In my view, this conception of aesthetic experience (and note: “aesthetic,” not “artistic”) presents a number of issues that I will simply list below.
(1)
The persistence of the stimulus–response principle is clear. Aesthetic experience is presented as the reaction (“response”) to precise inputs. A state of affairs provokes an attitude according to an analysis that primarily breaks down the overall phenomenon into two well-divided ontological regions between which there is a causal relationship, no matter how complex.
(2)
The model is prone to a dual ontologism concerning both the region of the states of affairs (the “facts” of art) and the region of attitudes (the responses to those facts). It, therefore, seeks to answer the question “what is...” within these two distinct regions.
(3)
Consequently, the model tends to reduce the phenomenon to a fact. And here the problem becomes particularly thorny. On the side of the artistic object, the relevance of the distinction between fact and phenomenon, indeed, appears quite obvious: even the full coincidence of formal factual solutions doesn’t provide a sufficient reason to confer the same meaning upon two different experiential phenomena. Two painters who realize the “same” painting would produce two different works, with different meanings, at least for referring to two different repertories that would thus intersect (the remarks made by Philip Pettit [3] are interesting in this regard). However, this is also true for the other “region”: even two overlapping series of intracranial states may not be a sufficient basis for talking about the same experience, since the way in which two distinct experiential configurations are established is often more important than their final contents, although they hypothetically coincide. In general, the convergence of factual elements does not guarantee that the corresponding phenomena are identical in their experiential meaning.
(4)
At the basis of the standard model lies a biased conception of both regions into which the phenomenon of aesthetic experience is divided. On the one hand, the relevant states of affairs are pre-defined starting from the uncritical assumption of a conventionally established “art world.” This imposes on the model a strong pseudo-contractualist burden that echoes the justificationist conception that is typical of the so-called “institutional theory of art.” On the other hand, the contemplative attitude that the modern tradition of aesthetics has glorified in its analyses of the Fine Arts since the eighteenth century is taken as the standard. The aesthetic response is thus inferred from an art world defined starting from a very circumscribed historical-cultural reality. The problem is that this becomes the comparative standard for aesthetic experience in general. Thus, in addition to the problems posed by a justificationist approach to an idealized reality, such as the one that flourishes in the institutional theory of art, one also obtains a deep theoretical and methodological limit. The aesthetic is confined to the artistic in the modern sense, preventing the understanding of fully-fledged aesthetic experiences such as the immersive ones that not only mark an increasingly predominant tendency of contemporary artistic language (as if contemplating a painting on canvas in the museum should remain the paradigm for the experience one has with a work by Bill Viola, for example), but also constitute the environment of everyday life that we inhabit today for the most part precisely as densely aesthetic. Contemplativism and art-centrism are serious flaws for any “psychology of art” and, in general, for any conscious aesthetic analysis practiced in this part of the twenty-first century.

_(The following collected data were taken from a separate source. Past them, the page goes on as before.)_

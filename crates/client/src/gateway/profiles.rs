//! Profile endpoints. All operate on the logged-in user (`profiles/me`).

use serde::Deserialize;
use tracing::instrument;

use super::types::Profile;
use super::{CafeApi, GatewayError};

/// Response of the profile completion check.
#[derive(Debug, Clone, Copy, Deserialize)]
pub struct ProfileCompletion {
    /// Percentage of profile fields filled in, 0-100.
    pub percentage: f64,
}

impl CafeApi {
    /// `GET profiles/me`.
    ///
    /// # Errors
    ///
    /// Returns [`GatewayError`] on any failed call.
    #[instrument(skip(self))]
    pub async fn my_profile(&self) -> Result<Profile, GatewayError> {
        self.get_json("profiles/me").await
    }

    /// `PUT profiles/me`.
    ///
    /// # Errors
    ///
    /// Returns [`GatewayError`] on any failed call.
    #[instrument(skip(self, profile))]
    pub async fn update_my_profile(&self, profile: &Profile) -> Result<Profile, GatewayError> {
        self.put_json("profiles/me", profile).await
    }

    /// `GET profiles/me/completion`.
    ///
    /// # Errors
    ///
    /// Returns [`GatewayError`] on any failed call.
    #[instrument(skip(self))]
    pub async fn profile_completion(&self) -> Result<ProfileCompletion, GatewayError> {
        self.get_json("profiles/me/completion").await
    }
}
//! Core types for the Digital Cafe client.
//!
//! This module provides type-safe wrappers for common domain concepts.

pub mod cart;
pub mod email;
pub mod id;
pub mod price;
pub mod role;
pub mod status;
pub mod token;

pub use cart::CartLine;
pub use email::{Email, EmailError};
pub use id::*;
pub use price::{Price, PriceError};
pub use role::{Role, UnknownRole};
pub use status::*;
pub use token::{AuthToken, AuthTokenError};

There are reasons within the psychological discourse that could lead us to try and dismantle this standard model. I am thinking first of all of the “experiential turn” that increasingly characterizes current psychological research and practice, and which is certainly not incompatible with models of the mind shaped on the so-called “4 E’s” that have prompted us to move away from the Cartesian legacy that is projected onto the entire tradition of modern philosophical aesthetics. Even from an epistemological point of view, it would be worthwhile if such an experiential turning point were to also be acknowledged as a research program in the field of the psychology of art (in line, for example, with Daniel N. Stern [4], who not by chance focuses on the performing arts). The emphasis on the relational and environmental dimension prevents the mind from being confined to intracranial events. Mind is projected beyond the separation between physical and spiritual. In this way we could really begin to think of an “empirical aesthetics” that does not coincide with an empiricist psychology of the aesthetic.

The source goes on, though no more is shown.